[ENTRIES PROVIDED — start]
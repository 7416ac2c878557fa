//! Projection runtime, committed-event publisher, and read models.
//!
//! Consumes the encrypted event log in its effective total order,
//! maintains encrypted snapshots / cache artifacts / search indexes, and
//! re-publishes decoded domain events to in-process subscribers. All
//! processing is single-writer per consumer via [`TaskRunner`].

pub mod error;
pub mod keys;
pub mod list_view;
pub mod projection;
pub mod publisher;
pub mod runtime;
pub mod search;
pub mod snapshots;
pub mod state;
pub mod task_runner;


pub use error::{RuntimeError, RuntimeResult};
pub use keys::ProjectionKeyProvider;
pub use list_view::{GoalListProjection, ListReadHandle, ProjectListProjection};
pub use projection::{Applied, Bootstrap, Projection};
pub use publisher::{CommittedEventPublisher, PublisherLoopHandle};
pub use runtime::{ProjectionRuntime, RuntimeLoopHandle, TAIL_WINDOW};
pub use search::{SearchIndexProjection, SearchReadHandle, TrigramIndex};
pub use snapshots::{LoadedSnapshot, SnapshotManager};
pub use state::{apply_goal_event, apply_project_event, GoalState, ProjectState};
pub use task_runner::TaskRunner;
[ENTRIES PROVIDED — finish]
* PROBLEM DESCRIPTION:
Repeat each record word for word. Do not leave any out.

* WRITTEN SOLUTION:
repository 7416ac2c878557fa
//! Projection runtime, committed-event publisher, and read models.
//!
//! Consumes the encrypted event log in its effective total order,
//! maintains encrypted snapshots / cache artifacts / search indexes, and
//! re-publishes decoded domain events to in-process subscribers. All
//! processing is single-writer per consumer via [`TaskRunner`].

pub mod error;
pub mod keys;
pub mod list_view;
pub mod projection;
pub mod publisher;
pub mod runtime;
pub mod search;
pub mod snapshots;
pub mod state;
pub mod task_runner;


pub use error::{RuntimeError, RuntimeResult};
pub use keys::ProjectionKeyProvider;
pub use list_view::{GoalListProjection, ListReadHandle, ProjectListProjection};
pub use projection::{Applied, Bootstrap, Projection};
pub use publisher::{CommittedEventPublisher, PublisherLoopHandle};
pub use runtime::{ProjectionRuntime, RuntimeLoopHandle, TAIL_WINDOW};
pub use search::{SearchIndexProjection, SearchReadHandle, TrigramIndex};
pub use snapshots::{LoadedSnapshot, SnapshotManager};
pub use state::{apply_goal_event, apply_project_event, GoalState, ProjectState};
pub use task_runner::TaskRunner;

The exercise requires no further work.